In a normal flu season, compared to PCV7, PCV13 is expected to prevent an additional 13,400 invasive PD (IPD) cases, 399,000 pneumonia cases, and 2,900 deaths, leading to cost savings of $472 M. In a pandemic similar to 2009–2010 H1N1, PCV13 would prevent 22,800 IPD cases, 872,000 pneumonia cases, and 3,700 deaths, resulting in cost savings of $1.0 B compared to PCV7.
In a flu pandemic similar to the 2009–2010 H1N1, protection against the 6 additional serotypes in PCV13 would likely be effective in preventing pandemic-related PD cases, mortality, and associated costs.
Keywords:Pneumococcal disease; Influenza; H1N1 pandemic
The 1918 influenza pandemic resulted in at least 20 million deaths worldwide, with some estimates as high as 100 million [1-4]. Over the succeeding decades, considerable efforts have been made to determine why mortality during the 1918 pandemic was so high and ensure that such a catastrophic outcome could be avoided in future pandemics. At the time of the pandemic, researchers suspected complications of bacterial pneumonia as the primary driver of excess influenza deaths . This theory has recently gained support from autopsy studies of 1918 influenza victims that have established a link between secondary bacterial infection and death by confirming the presence of bacterial pneumonia in nearly all autopsy samples examined [6,7].
In June 2009, the World Health Organization (WHO) declared the novel influenza A H1N1 virus A/California/7/2009 (referred to as 2009–2010 H1N1) as a pandemic, making it the world’s fourth influenza pandemic in the last century and the first in 40 years . By November 2009, WHO reported more than one-half million confirmed novel H1N1 influenza cases and more than six thousand deaths . Several studies of H1N1-infected patients worldwide have confirmed high levels of bacterial coinfection, and there is evidence to suggest that bacterial coinfection led to excess H1N1 deaths. A retrospective analysis of hospitalized patients with laboratory-confirmed H1N1 in Malaysia found 14 of 50 patients (28%) to have a bacterial coinfection , and in a study of 199 H1N1-infected patients in Argentina, S. pneumoniae was detected in 56% of the 39 H1N1 cases that resulted in hospitalization or death . An autopsy study in Brazil found bacterial coinfection in 8 of 21 (38%) samples , an autopsy study of H1N1 victims in New York City confirmed the presence of bacterial pneumonia in 18 of 33 (55%) samples examined for pulmonary bacterial infection , and a Centers for Disease Control and Prevention (CDC) H1N1 autopsy study reported evidence of bacterial infection in 22 of 77 (29%) samples .

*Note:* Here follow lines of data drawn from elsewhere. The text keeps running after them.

//! Application core — event loop, screen management, action dispatch.

use std::collections::HashMap;
use std::path::PathBuf;
use std::time::{Duration, Instant, SystemTime, UNIX_EPOCH};

use color_eyre::eyre::Result;
use crossterm::event::{KeyCode, KeyEvent, KeyModifiers};
use ratatui::{
    Frame,
    layout::{Constraint, Layout, Position, Rect},
    style::Style,
    text::{Line, Span},
    widgets::{Block, BorderType, Borders, Clear, Paragraph, Tabs},
};
use tokio::sync::mpsc;
use tracing::{debug, error, info};

use fairshare_core::Monitor;

use crate::action::{Action, ConfirmAction};
use crate::component::Component;
use crate::edit::{EditOutcome, EditSession};
use crate::event::{Event, EventReader};
use crate::notify::NotificationCenter;
use crate::screen::ScreenId;
use crate::screens::create_screens;
use crate::theme;
use crate::tui::Tui;

/// Top-level application state and event loop.
pub struct App {
    monitor: Monitor,
    /// Where CSV exports land.
    export_dir: PathBuf,
    /// Current active screen.
    active_screen: ScreenId,
    /// Previous screen for GoBack.
    previous_screen: Option<ScreenId>,
    /// All screen components, keyed by ScreenId.
    screens: HashMap<ScreenId, Box<dyn Component>>,
    /// Whether the app should keep running.
    running: bool,
    /// True once the first snapshot has arrived.
    connected: bool,
    /// Help overlay visibility.
    help_visible: bool,
    /// The single edit slot. Opening a new editor replaces whatever
    /// session was here, buffer included.
    edit: Option<EditSession>,
    /// Pending confirmation prompt, if any.
    confirm: Option<ConfirmAction>,
    /// Active toasts.
    notifications: NotificationCenter,
    /// Action sender — components and background tasks dispatch through this.
    action_tx: mpsc::UnboundedSender<Action>,
    /// Action receiver — main loop drains this.
    action_rx: mpsc::UnboundedReceiver<Action>,
}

The synergies observed between bacterial pneumonia and influenza with respect to morbidity and death during influenza pandemics suggest pediatric pneumococcal vaccination may mitigate the public health impact of an influenza pandemic by preventing bacterial coinfections with S. pneumoniae. Since approval of the 7-valent pneumococcal conjugate vaccine (PCV7) in 2000 for pediatric use in children aged up to 59 months , PCV7 has resulted in a marked reduction in the incidence of invasive pneumococcal disease (IPD) [17-19] and pneumonia  in both the vaccinated and non-vaccinated populations (i.e. due to indirect protection). In a previously published study, we estimated that a fully-implemented PCV7 pediatric vaccination program would avoid 1.2 million cases of IPD and pneumonia and save $7.3 billion in a pandemic of similar severity to 1918 .

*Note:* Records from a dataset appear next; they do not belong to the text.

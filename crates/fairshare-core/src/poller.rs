// ── Background polling ──
//
// Drives the periodic fetch cycle. Each polled concern carries a
// monotonic sequence counter: every fetch is issued under a fresh
// sequence number, and a response is only applied to the store if no
// later fetch for the same concern has already landed. Slow responses
// are discarded instead of clobbering newer data.

use std::sync::Arc;
use std::sync::atomic::{AtomicU64, Ordering};
use std::time::Duration;

use tokio::time::MissedTickBehavior;
use tokio_util::sync::CancellationToken;
use tokio_util::task::TaskTracker;
use tracing::{debug, warn};

use fairshare_api::ApiClient;

use crate::error::CoreError;
use crate::model::{ClientRecord, HistorySeries, StatusSnapshot};
use crate::store::SnapshotStore;

/// Last-issued-wins guard for one polled concern.
///
/// `issue` hands out strictly increasing sequence numbers; `try_apply`
/// admits a response only if its sequence is newer than anything
/// already applied. Out-of-order completions of older fetches are
/// rejected.
#[derive(Debug, Default)]
pub(crate) struct ConcernSeq {
    issued: AtomicU64,
    applied: AtomicU64,
}

impl ConcernSeq {
    pub(crate) fn issue(&self) -> u64 {
        self.issued.fetch_add(1, Ordering::Relaxed) + 1
    }

    /// Returns true if `seq` is newer than every previously applied
    /// sequence, marking it applied in the same step.
    pub(crate) fn try_apply(&self, seq: u64) -> bool {
        self.applied.fetch_max(seq, Ordering::AcqRel) < seq
    }
}

/// One [`ConcernSeq`] per polled slice.
#[derive(Debug, Default)]
pub(crate) struct PollSequences {
    pub(crate) status: ConcernSeq,
    pub(crate) clients: ConcernSeq,
    pub(crate) history: ConcernSeq,
}

// ── Fetches ──────────────────────────────────────────────────────

// Shared by the poll loop and on-demand refreshes after mutations,
// so both paths go through the same sequence guard.

pub(crate) async fn fetch_status(
    api: &ApiClient,
    store: &SnapshotStore,
    seqs: &PollSequences,
) -> Result<(), CoreError> {
    let seq = seqs.status.issue();
    let status: StatusSnapshot = api.get_status().await?.into();
    if seqs.status.try_apply(seq) {
        store.apply_status(status);
    } else {
        debug!(seq, "discarding stale status response");
    }
    Ok(())
}

pub(crate) async fn fetch_clients(
    api: &ApiClient,
    store: &SnapshotStore,
    seqs: &PollSequences,
) -> Result<(), CoreError> {
    let seq = seqs.clients.issue();
    let clients: Vec<ClientRecord> = api
        .list_clients()
        .await?
        .into_iter()
        .map(ClientRecord::from)
        .collect();
    if seqs.clients.try_apply(seq) {
        store.apply_clients(clients);
    } else {
        debug!(seq, "discarding stale clients response");
    }
    Ok(())
}

pub(crate) async fn fetch_history(
    api: &ApiClient,
    store: &SnapshotStore,
    seqs: &PollSequences,
) -> Result<(), CoreError> {
    let seq = seqs.history.issue();
    let history: HistorySeries = api.get_history().await?.into();
    if seqs.history.try_apply(seq) {
        store.apply_history(history);
    } else {
        debug!(seq, "discarding stale history response");
    }
    Ok(())
}

// ── Poll loop ────────────────────────────────────────────────────

/// Periodically fetch status, clients, and history.
///
/// The first tick fires immediately so the UI has data right after
/// startup. Ticks that fall behind are skipped rather than bursted;
/// the three fetches of one tick run concurrently and a failure of
/// one does not block the others.
pub(crate) async fn poll_task(
    api: ApiClient,
    store: Arc<SnapshotStore>,
    seqs: Arc<PollSequences>,
    interval: Duration,
    cancel: CancellationToken,
    tracker: TaskTracker,
) {
    let mut ticker = tokio::time::interval(interval);
    ticker.set_missed_tick_behavior(MissedTickBehavior::Skip);

    loop {
        tokio::select! {
            biased;
            () = cancel.cancelled() => break,
            _ = ticker.tick() => {
                spawn_fetch(&tracker, &cancel, {
                    let api = api.clone();
                    let store = store.clone();
                    let seqs = seqs.clone();
                    async move { fetch_status(&api, &store, &seqs).await }
                }, "status");
                spawn_fetch(&tracker, &cancel, {
                    let api = api.clone();
                    let store = store.clone();
                    let seqs = seqs.clone();
                    async move { fetch_clients(&api, &store, &seqs).await }
                }, "clients");
                spawn_fetch(&tracker, &cancel, {
                    let api = api.clone();
                    let store = store.clone();
                    let seqs = seqs.clone();
                    async move { fetch_history(&api, &store, &seqs).await }
                }, "history");
            }
        }
    }
}

fn spawn_fetch<F>(tracker: &TaskTracker, cancel: &CancellationToken, fut: F, what: &'static str)
where
    F: std::future::Future<Output = Result<(), CoreError>> + Send + 'static,
{
    let cancel = cancel.clone();
    tracker.spawn(async move {
        tokio::select! {
            biased;
            () = cancel.cancelled() => {}
            res = fut => {
                if let Err(e) = res {
                    warn!(what, error = %e, "poll fetch failed");
                }
            }
        }
    });
}

#[cfg(test)]
mod tests {
    use super::*;

    #[test]
    fn sequences_are_strictly_increasing() {
        let seq = ConcernSeq::default();
        assert_eq!(seq.issue(), 1);
        assert_eq!(seq.issue(), 2);
        assert_eq!(seq.issue(), 3);
    }

    #[test]
    fn later_issue_wins_over_slow_earlier_response() {
        let seq = ConcernSeq::default();
        let first = seq.issue();
        let second = seq.issue();

        // The newer fetch lands first; the older one must be rejected.
        assert!(seq.try_apply(second));
        assert!(!seq.try_apply(first));
    }

    #[test]
    fn in_order_responses_all_apply() {
        let seq = ConcernSeq::default();
        let a = seq.issue();
        let b = seq.issue();
        assert!(seq.try_apply(a));
        assert!(seq.try_apply(b));
        // Re-applying the same sequence is also rejected.
        assert!(!seq.try_apply(b));
    }
}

In 2010, the 13-valent pneumococcal conjugate vaccine (PCV13) replaced PCV7 as the recommended pediatric pneumococcal vaccine . PCV13 is more expensive than PCV7, but protects against the seven serotypes covered by PCV7 plus an additional six serotypes, including 19A. PCV13 vaccination was not in place during the 2009–2010 influenza season, and the possible benefits of the vaccine in a pandemic of this magnitude are unknown. The current study explores the impact of vaccinating children against the additional six serotypes in PCV13 both during a normal influenza season and during a pandemic similar to the 2009–2010 H1N1.

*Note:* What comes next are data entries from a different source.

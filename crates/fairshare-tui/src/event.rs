//! Terminal event reader running in a background tokio task.
//!
//! Produces key and resize events plus tick/render events at fixed
//! intervals via `tokio::sync::mpsc`.

use std::time::Duration;

use crossterm::event::{Event as CrosstermEvent, EventStream, KeyEvent, KeyEventKind};
use futures::StreamExt;
use tokio::sync::mpsc;
use tokio_util::sync::CancellationToken;

#[derive(Debug)]
pub enum Event {
    /// A key was pressed.
    Key(KeyEvent),
    /// Terminal was resized to (cols, rows).
    Resize(u16, u16),
    /// Periodic tick for toast expiry and housekeeping.
    Tick,
    /// Render tick (~30 FPS).
    Render,
}

/// Reads terminal events in a background task and sends them over a channel.
pub struct EventReader {
    rx: mpsc::UnboundedReceiver<Event>,
    cancel: CancellationToken,
}

impl EventReader {
    pub fn new(tick_rate: Duration, render_rate: Duration) -> Self {
        let (tx, rx) = mpsc::unbounded_channel();
        let cancel = CancellationToken::new();

        let task_cancel = cancel.clone();
        tokio::spawn(async move {
            let mut event_stream = EventStream::new();
            let mut tick_interval = tokio::time::interval(tick_rate);
            let mut render_interval = tokio::time::interval(render_rate);

            // Don't burst ticks if we fall behind
            tick_interval.set_missed_tick_behavior(tokio::time::MissedTickBehavior::Skip);
            render_interval.set_missed_tick_behavior(tokio::time::MissedTickBehavior::Skip);

            loop {
                let event = tokio::select! {
                    () = task_cancel.cancelled() => break,

                    _ = tick_interval.tick() => Event::Tick,

                    _ = render_interval.tick() => Event::Render,

                    Some(Ok(crossterm_event)) = event_stream.next() => {
                        match crossterm_event {
                            CrosstermEvent::Key(key) if key.kind == KeyEventKind::Press => {
                                Event::Key(key)
                            }
                            CrosstermEvent::Resize(w, h) => Event::Resize(w, h),
                            // Ignore key release/repeat and other event types
                            _ => continue,
                        }
                    }
                };

                if tx.send(event).is_err() {
                    break;
                }
            }
        });

        Self { rx, cancel }
    }

    /// Receive the next event. Returns `None` if the reader has stopped.
    pub async fn next(&mut self) -> Option<Event> {
        self.rx.recv().await
    }

    /// Signal the background reader to stop.
    pub fn stop(&self) {
        self.cancel.cancel();
    }
}

impl Drop for EventReader {
    fn drop(&mut self) {
        self.cancel.cancel();
    }
}
//! Overview screen — headline figures and top talkers.

use std::sync::Arc;

use color_eyre::eyre::Result;
use crossterm::event::{KeyCode, KeyEvent};
use ratatui::Frame;
use ratatui::layout::{Constraint, Layout, Rect};
use ratatui::style::Style;
use ratatui::text::{Line, Span};
use ratatui::widgets::{Block, BorderType, Borders, Paragraph};

use fairshare_core::{ClientRecord, StatusSnapshot};

use crate::action::Action;
use crate::component::Component;
use crate::edit::EditKind;
use crate::theme;
use crate::widgets::rate_fmt;

/// How many clients the top-talkers list shows.
const TOP_TALKERS: usize = 8;

/// Each client's share of the summed allocation, in snapshot order.
/// The percentage is derived here at render time and never stored;
/// an empty list or an all-zero allocation yields no shares (and no
/// NaN from the division).
fn allocation_shares(clients: &[ClientRecord]) -> Vec<(&ClientRecord, f64)> {
    let total: f64 = clients.iter().map(|c| c.allocated).sum();
    if total <= 0.0 {
        return Vec::new();
    }
    clients
        .iter()
        .map(|c| (c, c.allocated / total * 100.0))
        .collect()
}

pub struct OverviewScreen {
    focused: bool,
    status: Arc<StatusSnapshot>,
    clients: Arc<Vec<ClientRecord>>,
}

impl OverviewScreen {
    pub fn new() -> Self {
        Self {
            focused: false,
            status: Arc::new(StatusSnapshot::default()),
            clients: Arc::new(Vec::new()),
        }
    }

    fn render_figures(&self, frame: &mut Frame, area: Rect) {
        let block = Block::default()
            .title(" Network ")
            .title_style(theme::title_style())
            .borders(Borders::ALL)
            .border_type(BorderType::Rounded)
            .border_style(theme::border_default());
        let inner = block.inner(area);
        frame.render_widget(block, area);

        let cols = Layout::horizontal([
            Constraint::Ratio(1, 4),
            Constraint::Ratio(1, 4),
            Constraint::Ratio(1, 4),
            Constraint::Ratio(1, 4),
        ])
        .split(inner);

        let figure = |title: &'static str, value: String, color| {
            Paragraph::new(vec![
                Line::from(Span::styled(title, Style::default().fg(theme::DIM_WHITE))),
                Line::from(Span::styled(value, theme::title_style().fg(color))),
            ])
            .centered()
        };

        frame.render_widget(
            figure(
                "Clients",
                self.status.total_clients.to_string(),
                theme::ACCENT_BLUE,
            ),
            cols[0],
        );
        frame.render_widget(
            figure(
                "Upload",
                rate_fmt::fmt_kbps(self.status.network_stats.sent),
                theme::UPLOAD,
            ),
            cols[1],
        );
        frame.render_widget(
            figure(
                "Download",
                rate_fmt::fmt_kbps(self.status.network_stats.recv),
                theme::DOWNLOAD,
            ),
            cols[2],
        );
        frame.render_widget(
            figure(
                "Total cap",
                rate_fmt::fmt_mbps(self.status.total_bandwidth),
                theme::AMBER,
            ),
            cols[3],
        );
    }

    fn render_top_talkers(&self, frame: &mut Frame, area: Rect) {
        let block = Block::default()
            .title(" Top Talkers ")
            .title_style(theme::title_style())
            .borders(Borders::ALL)
            .border_type(BorderType::Rounded)
            .border_style(if self.focused {
                theme::border_focused()
            } else {
                theme::border_default()
            });
        let inner = block.inner(area);
        frame.render_widget(block, area);

        if self.clients.is_empty() {
            frame.render_widget(
                Paragraph::new("  No clients connected")
                    .style(Style::default().fg(theme::BORDER_GRAY)),
                inner,
            );
            return;
        }

        let mut ranked: Vec<&ClientRecord> = self.clients.iter().collect();
        ranked.sort_by(|a, b| b.usage.total_cmp(&a.usage));

        let bar_width = 20u16;
        let lines: Vec<Line> = ranked
            .iter()
            .take(TOP_TALKERS)
            .map(|client| {
                let (filled, empty) =
                    rate_fmt::fmt_pct_bar(client.usage_bar_percent(), bar_width);
                let usage_color = theme::usage_color(client.usage_percent);
                Line::from(vec![
                    Span::styled(
                        format!("  {:<18.18}", client.display_name()),
                        Style::default().fg(theme::DIM_WHITE),
                    ),
                    Span::styled(filled, Style::default().fg(usage_color)),
                    Span::styled(empty, Style::default().fg(theme::BG_HIGHLIGHT)),
                    Span::styled(
                        format!(
                            "  {:>10}  {}",
                            rate_fmt::fmt_mbps(client.usage),
                            rate_fmt::fmt_percent(client.usage_percent),
                        ),
                        Style::default().fg(usage_color),
                    ),
                ])
            })
            .collect();

        frame.render_widget(Paragraph::new(lines), inner);
    }

    fn render_allocation(&self, frame: &mut Frame, area: Rect) {
        let block = Block::default()
            .title(" Allocation ")
            .title_style(theme::title_style())
            .borders(Borders::ALL)
            .border_type(BorderType::Rounded)
            .border_style(theme::border_default());
        let inner = block.inner(area);
        frame.render_widget(block, area);

        let shares = allocation_shares(&self.clients);
        if shares.is_empty() {
            frame.render_widget(
                Paragraph::new("  Nothing allocated")
                    .style(Style::default().fg(theme::BORDER_GRAY)),
                inner,
            );
            return;
        }

        let bar_width = 14u16;
        let lines: Vec<Line> = shares
            .iter()
            .map(|(client, share)| {
                let (filled, empty) = rate_fmt::fmt_pct_bar(*share, bar_width);
                Line::from(vec![
                    Span::styled(
                        format!("  {:<15.15}", client.ip),
                        Style::default().fg(theme::DIM_WHITE),
                    ),
                    Span::styled(filled, Style::default().fg(theme::ACCENT_BLUE)),
                    Span::styled(empty, Style::default().fg(theme::BG_HIGHLIGHT)),
                    Span::styled(
                        format!(
                            "  {:>10}  {}",
                            rate_fmt::fmt_mbps(client.allocated),
                            rate_fmt::fmt_percent(*share),
                        ),
                        Style::default().fg(theme::DIM_WHITE),
                    ),
                ])
            })
            .collect();

        frame.render_widget(Paragraph::new(lines), inner);
    }
}

impl Component for OverviewScreen {
    fn handle_key_event(&mut self, key: KeyEvent) -> Result<Option<Action>> {
        match key.code {
            KeyCode::Char('b') => Ok(Some(Action::OpenEdit {
                kind: EditKind::BandwidthCap,
                seed: format!("{:.0}", self.status.total_bandwidth),
            })),
            KeyCode::Char('a') => Ok(Some(Action::OpenEdit {
                kind: EditKind::AlertThreshold,
                seed: String::new(),
            })),
            _ => Ok(None),
        }
    }

    fn update(&mut self, action: &Action) -> Result<Option<Action>> {
        match action {
            Action::StatusUpdated(status) => self.status = Arc::clone(status),
            Action::ClientsUpdated(clients) => self.clients = Arc::clone(clients),
            _ => {}
        }
        Ok(None)
    }

    fn render(&self, frame: &mut Frame, area: Rect) {
        let layout = Layout::vertical([
            Constraint::Length(4), // headline figures
            Constraint::Min(1),    // top talkers / allocation
            Constraint::Length(1), // hints
        ])
        .split(area);

        self.render_figures(frame, layout[0]);

        let panels =
            Layout::horizontal([Constraint::Ratio(1, 2), Constraint::Ratio(1, 2)])
                .split(layout[1]);
        self.render_top_talkers(frame, panels[0]);
        self.render_allocation(frame, panels[1]);

        let hints = Line::from(vec![
            Span::styled("  b ", theme::key_hint_key()),
            Span::styled("bandwidth cap  ", theme::key_hint()),
            Span::styled("a ", theme::key_hint_key()),
            Span::styled("alert threshold", theme::key_hint()),
        ]);
        frame.render_widget(Paragraph::new(hints), layout[2]);
    }

    fn set_focused(&mut self, focused: bool) {
        self.focused = focused;
    }
}

#[cfg(test)]
mod tests {
    use super::*;

    fn client(ip: &str, allocated: f64) -> ClientRecord {
        ClientRecord {
            ip: ip.into(),
            friendly_name: None,
            icon: None,
            priority: 5,
            usage: 0.0,
            allocated,
            usage_percent: 0.0,
        }
    }

    #[test]
    fn shares_derive_from_the_allocation_sum() {
        let clients = vec![client("10.0.0.2", 30.0), client("10.0.0.3", 10.0)];
        let shares = allocation_shares(&clients);
        assert_eq!(shares.len(), 2);
        assert!((shares[0].1 - 75.0).abs() < f64::EPSILON);
        assert!((shares[1].1 - 25.0).abs() < f64::EPSILON);
    }

    #[test]
    fn zero_allocation_yields_no_shares() {
        assert!(allocation_shares(&[]).is_empty());
        // A zero sum must not divide into NaN slices.
        assert!(allocation_shares(&[client("10.0.0.2", 0.0)]).is_empty());
    }
}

In a previously-published study, we constructed a decision-analytic model to assess the impact of pediatric PCV7 vaccination versus a policy of no PCV vaccination in the context of an influenza pandemic of 1918 severity . That model was updated to assess the impact of pediatric PCV13 vaccination versus continued vaccination with PCV7 during a normal season  and influenza pandemic of 1918 severity (unpublished analysis). For the current analysis, the model was adapted to assess the impact of pediatric PCV13 vaccination versus continued vaccination with PCV7 during an influenza pandemic similar to the 2009–2010 H1N1. Clinical and economic outcomes related to IPD (meningitis and bacteremia) and all-cause pneumonia were evaluated over a 1-year time horizon to reflect one influenza season, and long-term outcomes of events occurring during the one-year period were projected to the lifetime of the model population. Future costs and health outcomes attributable to cases occurring in the index year were discounted to present values using a 3% annual discount rate .
The model considers outcomes of pneumococcal disease only; morbidity, mortality, and costs of influenza without pneumococcal coinfection were assumed to be unaffected by pneumococcal vaccination and are not considered. Outcomes include cases of pneumococcal disease, pneumococcal-associated deaths, and related costs. In all analyses, we compared a policy of pediatric PCV13 vaccination to one of pediatric PCV7 vaccination in populations with fully-implemented vaccine programs.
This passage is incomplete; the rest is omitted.